Whether you are a teenager or child who is suffering abuse, or a concerned friend or family member who suspects that something might be going on, there are things that you can do. The first step is to know how to recognise abuse: get to know the different types of abuse and the signs it is taking place.
Types of family abuse
- Physical abuse: Physical abuse is often the easiest to spot…but not in every case. It can be very violent, like punching, kicking, stabbing or burning, but it can also be poking, pinching or shaking. Physical abuse may, or may not leave marks, bruises and scars. If the marks are on the face, outsiders may be able to guess what is going on and take steps to help the child. But abusers are often very clever at hiding the signs of their abuse, leaving bruises and scars on the parts of the body that are covered by clothes and can’t be easily seen. Abused teens are often ashamed of their situation too, and hide the marks themselves. Teenagers can feel they are somehow responsible for the abuse and that makes them afraid to seek help.

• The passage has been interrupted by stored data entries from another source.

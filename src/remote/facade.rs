use super::client::SessionPool;
use crate::connector::{
    AttributeSet, Configuration, ConnectorInfo, ConnectorKey, Filter, ObjectClass,
    OperationOptions, ResultsHandler, Schema, Script, SearchResult, Uid,
};
use crate::error::{ProtocolError, Result};
use crate::facade::ConnectorFacade;
use crate::protocol::{InvokeRequest, OperationRequest, OperationResponse};
use crate::security::GuardedSecret;
use async_trait::async_trait;
use std::sync::Arc;
use tracing::debug;

/// Invokes operations on a connector hosted by a connector server.
///
/// No call is retried; a lost connection surfaces as a transport error.
pub struct RemoteConnectorFacade {
    info: ConnectorInfo,
    configuration: Configuration,
    sessions: Arc<SessionPool>,
}

impl RemoteConnectorFacade {
    pub(crate) fn new(
        info: ConnectorInfo,
        configuration: Configuration,
        sessions: Arc<SessionPool>,
    ) -> Self {
        Self {
            info,
            configuration,
            sessions,
        }
    }

    pub fn info(&self) -> &ConnectorInfo {
        &self.info
    }

    fn request(&self, operation: OperationRequest) -> InvokeRequest {
        InvokeRequest {
            key: self.info.key().clone(),
            configuration: self.configuration.clone(),
            operation,
        }
    }

    async fn call(&self, operation: OperationRequest) -> Result<OperationResponse> {
        let name = operation.name();
        debug!(connector = %self.info.key(), operation = name, "Invoking remote operation");
        let mut session = self.sessions.acquire().await?;
        let result = session.invoke(self.request(operation)).await;
        self.sessions.release(session);
        result
    }
}

fn mismatch(expected: &str, response: &OperationResponse) -> ProtocolError {
    ProtocolError::UnexpectedMessage {
        expected: expected.to_string(),
        actual: response.name().to_string(),
    }
}

fn expect_empty(response: OperationResponse) -> Result<()> {
    match response {
        OperationResponse::Empty => Ok(()),
        other => Err(mismatch("empty result", &other).into()),
    }
}

fn expect_uid(response: OperationResponse) -> Result<Uid> {
    match response {
        OperationResponse::Uid { uid } => Ok(uid),
        other => Err(mismatch("uid", &other).into()),
    }
}

#[async_trait]
impl ConnectorFacade for RemoteConnectorFacade {
    fn connector_key(&self) -> &ConnectorKey {
        self.info.key()
    }

    async fn validate(&self) -> Result<()> {
        expect_empty(self.call(OperationRequest::Validate).await?)
    }

    async fn test(&self) -> Result<()> {
        expect_empty(self.call(OperationRequest::Test).await?)
    }

    async fn schema(&self) -> Result<Schema> {
        match self.call(OperationRequest::Schema).await? {
            OperationResponse::Schema { schema } => Ok(schema),
            other => Err(mismatch("schema", &other).into()),
        }
    }

    async fn create(
        &self,
        object_class: &ObjectClass,
        attributes: AttributeSet,
        options: &OperationOptions,
    ) -> Result<Uid> {
        let operation = OperationRequest::Create {
            object_class: object_class.clone(),
            attributes,
            options: options.clone(),
        };
        expect_uid(self.call(operation).await?)
    }

    async fn update(
        &self,
        object_class: &ObjectClass,
        uid: &Uid,
        attributes: AttributeSet,
        options: &OperationOptions,
    ) -> Result<Uid> {
        let operation = OperationRequest::Update {
            object_class: object_class.clone(),
            uid: uid.clone(),
            attributes,
            options: options.clone(),
        };
        expect_uid(self.call(operation).await?)
    }

    async fn delete(
        &self,
        object_class: &ObjectClass,
        uid: &Uid,
        options: &OperationOptions,
    ) -> Result<()> {
        let operation = OperationRequest::Delete {
            object_class: object_class.clone(),
            uid: uid.clone(),
            options: options.clone(),
        };
        expect_empty(self.call(operation).await?)
    }

    async fn authenticate(
        &self,
        object_class: &ObjectClass,
        username: &str,
        password: &GuardedSecret,
        options: &OperationOptions,
    ) -> Result<Uid> {
        let operation = OperationRequest::Authenticate {
            object_class: object_class.clone(),
            username: username.to_string(),
            password: password.clone(),
            options: options.clone(),
        };
        expect_uid(self.call(operation).await?)
    }

    async fn search(
        &self,
        object_class: &ObjectClass,
        filter: Option<&Filter>,
        handler: &mut dyn ResultsHandler,
        options: &OperationOptions,
    ) -> Result<SearchResult> {
        let operation = OperationRequest::Search {
            object_class: object_class.clone(),
            filter: filter.cloned(),
            options: options.clone(),
            window: self.sessions.info().stream_window,
        };
        debug!(connector = %self.info.key(), "Starting remote search");
        let mut session = self.sessions.acquire().await?;
        let result = session.search(self.request(operation), handler).await;
        self.sessions.release(session);
        result
    }

    async fn run_script_on_connector(
        &self,
        script: &Script,
        options: &OperationOptions,
    ) -> Result<serde_json::Value> {
        let operation = OperationRequest::ScriptOnConnector {
            script: script.clone(),
            options: options.clone(),
        };
        match self.call(operation).await? {
            OperationResponse::Script { value } => Ok(value),
            other => Err(mismatch("script result", &other).into()),
        }
    }
}
use super::config::PoolConfig;
use crate::connector::{Configuration, Connector, ConnectorFactory, PoolableConnector};
use crate::error::{PoolError, Result};
use async_trait::async_trait;
use serde::Serialize;
use std::collections::VecDeque;
use std::sync::{Arc, Mutex, MutexGuard};
use std::time::{Duration, Instant};
use tokio::sync::{OwnedSemaphorePermit, Semaphore};
use tokio::time::timeout;
use tracing::{debug, warn};

#[derive(Debug, Clone, Copy, Default, PartialEq, Eq, Serialize)]
#[serde(rename_all = "camelCase")]
pub struct PoolStatistics {
    pub active: usize,
    pub idle: usize,
    pub created: u64,
    pub disposed: u64,
}

/// How a lease ended, decided by the caller from the operation outcome.
#[derive(Debug, Clone, Copy, PartialEq, Eq)]
pub enum ReleaseOutcome {
    /// The connector may be reused if it passes its liveness check.
    Healthy,
    /// The connector saw a connectivity failure and must be disposed.
    Broken,
}

struct IdleConnector {
    connector: Box<dyn Connector>,
    idle_since: Instant,
}

struct PoolState {
    idle: VecDeque<IdleConnector>,
    active: usize,
    created: u64,
    disposed: u64,
    last_used: Instant,
    shut_down: bool,
}

impl Default for PoolState {
    fn default() -> Self {
        Self {
            idle: VecDeque::new(),
            active: 0,
            created: 0,
            disposed: 0,
            last_used: Instant::now(),
            shut_down: false,
        }
    }
}

/// Initialised connector instances for one configuration.
///
/// Bookkeeping happens under a short synchronous lock; connector calls
/// (`init`, `check_alive`, `dispose`) and operations run outside it. A
/// semaphore of `max_objects` permits bounds checked-out instances, poolable
/// or not.
pub struct ConnectorPool {
    name: String,
    factory: Arc<dyn ConnectorFactory>,
    configuration: Configuration,
    config: PoolConfig,
    permits: Arc<Semaphore>,
    state: Mutex<PoolState>,
}

impl ConnectorPool {
    pub fn new(
        name: impl Into<String>,
        factory: Arc<dyn ConnectorFactory>,
        configuration: Configuration,
        config: PoolConfig,
    ) -> Self {
        Self {
            name: name.into(),
            factory,
            configuration,
            permits: Arc::new(Semaphore::new(config.max_objects)),
            config,
            state: Mutex::new(PoolState::default()),
        }
    }

    pub fn name(&self) -> &str {
        &self.name
    }

    pub fn config(&self) -> &PoolConfig {
        &self.config
    }

    fn state(&self) -> MutexGuard<'_, PoolState> {
        self.state
            .lock()
            .unwrap_or_else(|poisoned| poisoned.into_inner())
    }

    /// Hands out an initialised instance, waiting up to `max_wait` for capacity.
    pub async fn checkout(self: &Arc<Self>) -> Result<PooledConnector> {
        let started = Instant::now();
        let permit = match timeout(self.config.max_wait, self.permits.clone().acquire_owned()).await
        {
            Ok(Ok(permit)) => permit,
            Ok(Err(_)) => return Err(self.shut_down_error()),
            Err(_) => {
                let waited_ms = duration_ms(started.elapsed());
                warn!(pool = %self.name, waited_ms, "Connector pool exhausted");
                return Err(PoolError::Exhausted {
                    pool: self.name.clone(),
                    waited_ms,
                }
                .into());
            }
        };

        let mut slot = ActiveSlot::claim(self)?;
        let connector = self.acquire_instance().await?;
        slot.keep();

        Ok(PooledConnector {
            connector,
            permit: Some(permit),
            pool: Arc::clone(self),
            released: false,
        })
    }

    /// Reuses the newest idle instance that passes `check_alive`, disposing
    /// those that fail, and initialises a new one when none is left.
    async fn acquire_instance(self: &Arc<Self>) -> Result<Box<dyn Connector>> {
        loop {
            let idle = self.state().idle.pop_back();
            let Some(idle) = idle else {
                break;
            };
            let pending = PendingConnector::initialised(self, idle.connector);
            let alive = match pending.connector().as_poolable() {
                Some(poolable) => self.check_alive(poolable).await,
                None => true,
            };
            let connector = pending.into_inner();
            if alive {
                debug!(pool = %self.name, "Reusing idle connector");
                return Ok(connector);
            }
            self.dispose_instance(connector).await;
        }
        self.create_instance().await
    }

    async fn create_instance(self: &Arc<Self>) -> Result<Box<dyn Connector>> {
        let mut pending = PendingConnector::fresh(self, self.factory.create());
        if let Err(e) = pending.connector_mut().init(self.configuration.clone()).await {
            warn!(pool = %self.name, error = %e, "Connector initialisation failed");
            pending.forget();
            return Err(e.into());
        }
        self.state().created += 1;
        debug!(pool = %self.name, "Initialised new connector instance");
        Ok(pending.into_inner())
    }

    async fn give_back(
        &self,
        connector: Box<dyn Connector>,
        permit: Option<OwnedSemaphorePermit>,
        outcome: ReleaseOutcome,
    ) {
        let alive = match (outcome, connector.as_poolable()) {
            (ReleaseOutcome::Healthy, Some(poolable)) => self.check_alive(poolable).await,
            _ => false,
        };

        let rejected = {
            let mut state = self.state();
            state.active = state.active.saturating_sub(1);
            state.last_used = Instant::now();
            if alive && !state.shut_down && state.idle.len() < self.config.max_idle {
                state.idle.push_back(IdleConnector {
                    connector,
                    idle_since: Instant::now(),
                });
                None
            } else {
                Some(connector)
            }
        };

        if let Some(connector) = rejected {
            self.dispose_instance(connector).await;
        }
        drop(permit);
    }

    async fn check_alive(&self, poolable: &dyn PoolableConnector) -> bool {
        match poolable.check_alive().await {
            Ok(()) => true,
            Err(e) => {
                warn!(pool = %self.name, error = %e, "Connector failed liveness check");
                false
            }
        }
    }

    async fn dispose_instance(&self, mut connector: Box<dyn Connector>) {
        connector.dispose().await;
        self.state().disposed += 1;
        debug!(pool = %self.name, "Disposed connector instance");
    }

    /// Disposes idle instances older than `min_evictable_idle`, keeping `min_idle`.
    pub async fn evict_idle(&self) -> usize {
        let evicted: Vec<IdleConnector> = {
            let mut state = self.state();
            let mut evicted = Vec::new();
            while state.idle.len() > self.config.min_idle {
                let expired = state.idle.front().map_or(false, |oldest| {
                    oldest.idle_since.elapsed() >= self.config.min_evictable_idle
                });
                if !expired {
                    break;
                }
                if let Some(oldest) = state.idle.pop_front() {
                    evicted.push(oldest);
                }
            }
            evicted
        };

        let count = evicted.len();
        for idle in evicted {
            self.dispose_instance(idle.connector).await;
        }
        if count > 0 {
            debug!(pool = %self.name, evicted = count, "Evicted idle connectors");
        }
        count
    }

    /// Refuses further checkouts and disposes every idle instance, returning
    /// how many were disposed. Instances still checked out are disposed when
    /// returned.
    pub async fn shutdown(&self) -> usize {
        let idle: Vec<IdleConnector> = {
            let mut state = self.state();
            state.shut_down = true;
            state.idle.drain(..).collect()
        };
        self.permits.close();
        let count = idle.len();
        for entry in idle {
            self.dispose_instance(entry.connector).await;
        }
        count
    }

    /// True when nothing is checked out and the pool has not been used for
    /// `min_evictable_idle`.
    pub fn is_unused(&self) -> bool {
        let state = self.state();
        state.active == 0 && state.last_used.elapsed() >= self.config.min_evictable_idle
    }

    pub fn statistics(&self) -> PoolStatistics {
        let state = self.state();
        PoolStatistics {
            active: state.active,
            idle: state.idle.len(),
            created: state.created,
            disposed: state.disposed,
        }
    }

    fn shut_down_error(&self) -> crate::error::FrameworkError {
        PoolError::ShutDown {
            pool: self.name.clone(),
        }
        .into()
    }
}

/// Exclusive lease on a pooled connector instance.
///
/// Return it with [`PooledConnector::release`]. A lease dropped without being
/// released (for example when the operation future is cancelled) is disposed
/// in the background, never reused.
pub struct PooledConnector {
    connector: Box<dyn Connector>,
    permit: Option<OwnedSemaphorePermit>,
    pool: Arc<ConnectorPool>,
    released: bool,
}

impl PooledConnector {
    pub async fn release(mut self, outcome: ReleaseOutcome) {
        self.released = true;
        let connector = std::mem::replace(&mut self.connector, Box::new(Vacant));
        let permit = self.permit.take();
        let pool = Arc::clone(&self.pool);
        pool.give_back(connector, permit, outcome).await;
    }
}

impl std::ops::Deref for PooledConnector {
    type Target = dyn Connector;

    fn deref(&self) -> &Self::Target {
        self.connector.as_ref()
    }
}

impl Drop for PooledConnector {
    fn drop(&mut self) {
        if self.released {
            return;
        }
        let connector = std::mem::replace(&mut self.connector, Box::new(Vacant));
        let permit = self.permit.take();
        let pool = Arc::clone(&self.pool);
        match tokio::runtime::Handle::try_current() {
            Ok(handle) => {
                handle.spawn(async move {
                    pool.give_back(connector, permit, ReleaseOutcome::Broken).await;
                });
            }
            Err(_) => {
                let mut state = pool.state();
                state.active = state.active.saturating_sub(1);
            }
        }
    }
}

/// Counts a checkout as active until the lease exists.
struct ActiveSlot<'a> {
    pool: &'a ConnectorPool,
    held: bool,
}

impl<'a> ActiveSlot<'a> {
    fn claim(pool: &'a ConnectorPool) -> Result<Self> {
        let mut state = pool.state();
        if state.shut_down {
            return Err(pool.shut_down_error());
        }
        state.active += 1;
        state.last_used = Instant::now();
        Ok(Self { pool, held: true })
    }

    fn keep(&mut self) {
        self.held = false;
    }
}

impl Drop for ActiveSlot<'_> {
    fn drop(&mut self) {
        if self.held {
            let mut state = self.pool.state();
            state.active = state.active.saturating_sub(1);
        }
    }
}

/// A connector owned by an in-flight checkout. If the checkout is dropped
/// before the lease is built, the connector is disposed in the background.
struct PendingConnector {
    connector: Box<dyn Connector>,
    pool: Arc<ConnectorPool>,
    initialised: bool,
    held: bool,
}

impl PendingConnector {
    fn fresh(pool: &Arc<ConnectorPool>, connector: Box<dyn Connector>) -> Self {
        Self {
            connector,
            pool: Arc::clone(pool),
            initialised: false,
            held: true,
        }
    }

    fn initialised(pool: &Arc<ConnectorPool>, connector: Box<dyn Connector>) -> Self {
        Self {
            connector,
            pool: Arc::clone(pool),
            initialised: true,
            held: true,
        }
    }

    fn connector(&self) -> &dyn Connector {
        self.connector.as_ref()
    }

    fn connector_mut(&mut self) -> &mut dyn Connector {
        self.connector.as_mut()
    }

    /// Drops the connector without disposing it.
    fn forget(&mut self) {
        self.held = false;
    }

    fn into_inner(mut self) -> Box<dyn Connector> {
        self.held = false;
        std::mem::replace(&mut self.connector, Box::new(Vacant))
    }
}

impl Drop for PendingConnector {
    fn drop(&mut self) {
        if !self.held {
            return;
        }
        let mut connector = std::mem::replace(&mut self.connector, Box::new(Vacant));
        let pool = Arc::clone(&self.pool);
        let initialised = self.initialised;
        if let Ok(handle) = tokio::runtime::Handle::try_current() {
            handle.spawn(async move {
                debug!(pool = %pool.name, "Disposing connector from cancelled checkout");
                if initialised {
                    pool.dispose_instance(connector).await;
                } else {
                    connector.dispose().await;
                }
            });
        }
    }
}

/// Placeholder left in a lease after its connector was handed back.
struct Vacant;

#[async_trait]
impl Connector for Vacant {
    async fn init(&mut self, _configuration: Configuration) -> crate::error::ConnectorResult<()> {
        Ok(())
    }

    async fn dispose(&mut self) {}

    fn configuration(&self) -> Option<&Configuration> {
        None
    }
}

pub(crate) fn duration_ms(duration: Duration) -> u64 {
    duration.as_millis().min(u64::MAX as u128) as u64
}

- Emotional abuse: It’s hard to see emotional abuse from the outside. It leaves no scars or brusies on the body, but it can cause terrible damage to a child’s mental state. Emotional abuse can cause all kinds of behavioural disorders, and often results in a huge loss of self esteem. Even if you are the teenager or child who is being emotionally abused it can be hard to understand what is happening, and that it is not your fault.
- Sexual abuse: Sexual abuse is any sexual contact between an adult or much older child and a minor. It can also be sexual abuse if you are an older teenager who has sexual contact forced upon you that you do not want and feel frightened by. If the person doing the abusing is a member of your own family, like your dad or older brother, it’s known as incest. Any type of sexual abuse is wrong and damaging.
- Neglect: Neglect is the odd one out, of family abuses. This is because it isn’t always intentional, and the abuser is frequently unaware of the consequences of their actions. A parent might neglect a child because of ignorance of the care a child really needs, or because of financial problems that lead to them simply not having the time or money to provide the care a child requires. Neglect can also be emotional. If a parent or carer doesn’t make time to talk to their child, listen to their problems, emotions and worries, it can also be classed as neglect and can be responsible for psychological and emotional problems for the child. Teenagers are not adults, and still need a lot of guidance from their parents, evn if they don’t think so!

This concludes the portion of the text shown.